Another Beethoven cycle? Not for Andris Nelsons. This is his first. He and his City of Birmingham Symphony Orchestra reached the Sixth and Seventh symphonies this week, with one concert left to go. After the breathless, bacchanalian frenzy which brought No 7 to a close and many in the capacity audience to their feet, it was clear something remarkable had taken place. I had to remind myself that "wow" is not yet acceptable in the critical lexicon except on Twitter.
Time and again the Latvian maestro urged the orchestra to their feet. Repeatedly they refused to budge, banging on their stands, stamping on the floor. You might think that he, not they, had made the phenomenal sounds we had just heard. In the end Nelsons wiped his brow and looked bemused, as if to acknowledge that, yes, perhaps after all he played some part in the alchemy. He took his bow, waving his hands like wings as if trying to embrace his entire orchestra.
The concert started with great serenity. The CBSO's admired and popular leader, Laurence Jackson, stepped forward as the fine soloist in Beethoven's Romance No 1, an ideal prelude to the non-heroic "Pastoral" symphony. Nelsons retained a relaxed and pliant mood, encouraging rude, rustic interventions from the bassoon and shaping the cuckooing woodwind with a deliberation and nuance that were never mannered. Only in the thunderstorm, ushered in by some nimble pitter-pattering rain from the second violins, did he encourage an ear-shattering fortissimo from brass and timps.
In the Seventh, too, speeds were fast, but Nelsons knows how to let the music breathe. In the minor-key Allegretto, counterpoint was transparent, each line supple rather than sombre or onerous. Each of the CBSO principals shone – hard to pick from the many, but flute and trumpet especially deserve mention – and reminded us why music from the past, played like this, is precisely as new and alive as a great performance of Hamlet, though no one ever complains, as they do about canonical composers, that Shakespeare is a "dead writer". The cycle will be released, date not yet announced, on Orfeo.
In a red-letter week, Nelsons and the CBSO also gave a concert performance of The Flying Dutchman with a top cast and sensational playing. Nelsons has frequently confessed his cradle devotion to Wagner – the music that first inspired him as a child – memorably demonstrated in Birmingham performances of Lohengrin and Tristan. Given the current flock of aerial Dutchmen – with new stagings last month in Belfast, next in Scotland – this is not the place to dwell on the story. The artistry of singers and players is what counts. The six-strong cast was dominated by James Rutherford in the title role, anguished yet almost aloof and noble in his agony as the seafarer who can never find rest.
As Senta, the dreamy girl who falls for him, the American Jennifer Wilson had exciting vocal power, sometimes pushing too hard to the detriment of intonation. Yet this merely emphasised the sense of this being a woman unhinged. Arnold Bezuyen as Erik was equally uneven but conveyed his despair with some blistering high notes.
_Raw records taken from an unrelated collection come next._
//! CMSIS-DAP `DAP_JTAG_Sequence` framing
use alloc::vec::Vec;

use log::trace;

use crate::codec::{mask, Codec, Sequence};
use crate::error::{ProtocolError, Result};

pub const DAP_JTAG_SEQUENCE: u8 = 0x14;
const DAP_OK: u8 = 0x00;

const INFO_TMS: u8 = 1 << 6;
const INFO_TDO_CAPTURE: u8 = 1 << 7;

pub struct DapJtagSequence;

impl DapJtagSequence {
    /// Sequence info byte: cycle count in the low six bits (0 meaning 64), then TMS and capture
    fn info(seq: &Sequence) -> u8 {
        let mut info = (seq.bits % 64) as u8;
        if seq.tms {
            info |= INFO_TMS;
        }
        if seq.capture {
            info |= INFO_TDO_CAPTURE;
        }
        info
    }
}

impl Codec for DapJtagSequence {
    fn name(&self) -> &'static str {
        "dap-jtag-sequence"
    }

    fn request_overhead(&self) -> usize {
        2
    }

    fn response_overhead(&self) -> usize {
        2
    }

    fn request_len(&self, seq: &Sequence) -> usize {
        1 + seq.bytes()
    }

    fn response_len(&self, seq: &Sequence) -> usize {
        if seq.capture {
            seq.bytes()
        } else {
            0
        }
    }

    fn max_sequences(&self) -> usize {
        255
    }

    fn encode(&self, seqs: &[Sequence], out: &mut Vec<u8>) {
        out.push(DAP_JTAG_SEQUENCE);
        out.push(seqs.len() as u8);
        for seq in seqs {
            out.push(Self::info(seq));
            out.extend_from_slice(&seq.tdi.to_le_bytes()[..seq.bytes()]);
        }
    }

    fn decode(&self, seqs: &[Sequence], response: &[u8], tdo: &mut Vec<u64>) -> Result<()> {
        if response.len() < 2 || response[0] != DAP_JTAG_SEQUENCE {
            return Err(ProtocolError::Framing.into());
        }
        if response[1] != DAP_OK {
            trace!("DAP_JTAG_Sequence status {:#04x}", response[1]);
            return Err(ProtocolError::AdapterStatus(response[1]).into());
        }

        let mut data = &response[2..];
        for seq in seqs.iter().filter(|s| s.capture) {
            let n = seq.bytes();
            if data.len() < n {
                return Err(ProtocolError::Framing.into());
            }
            let mut bytes = [0u8; 8];
            bytes[..n].copy_from_slice(&data[..n]);
            tdo.push(u64::from_le_bytes(bytes) & mask(seq.bits));
            data = &data[n..];
        }
        Ok(())
    }
}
Alastair Miles imaginatively captured the shallow greed of Daland. Nicky Spence as the Steersman showed touching vitality and humour, with Jane Henschel characterful as Mary. The 100-strong CBSO Chorus sang with visceral intensity. As for Andris Nelsons, we have a great Wagnerian in our midst. In fact, let's face it, he's not bad all round.
Tchaikovsky, who once said that coming out of a Wagner opera (not Dutchman) was like being "set free from prison", intended his Eugene Onegin to be sung by young voices. The Royal Academy of Music chose it for their spring production. Jane Glover, the RAM's director of opera, who also conducted, elicited momentum and fluency from the small but accomplished orchestra, and gave expert encouragement to the singers. The director John Ramster and designer Adrian Linford kept the production simple, in 1820s empire style, flattering only to the few but never mind.
In the second of two casts, Sara Lian Owen sang Tatyana with richness of tone and a real gift for conveying emotion. Her blossoming from awkward teenager to married yet fragile woman was well conveyed. Gareth John's Onegin and Samuel Furness's Lensky were outstanding – both names to watch – with exceptional singing from these two ex-St John's, Cambridge choristers even if they did have to wear terrible lank, piratical wigs. Furness held on to his top-note farewell with a cheeky persistence that had you gasping. But this was the last night of the run and he could do it, so why not? In a work suffused with poignancy, it was nice to smile.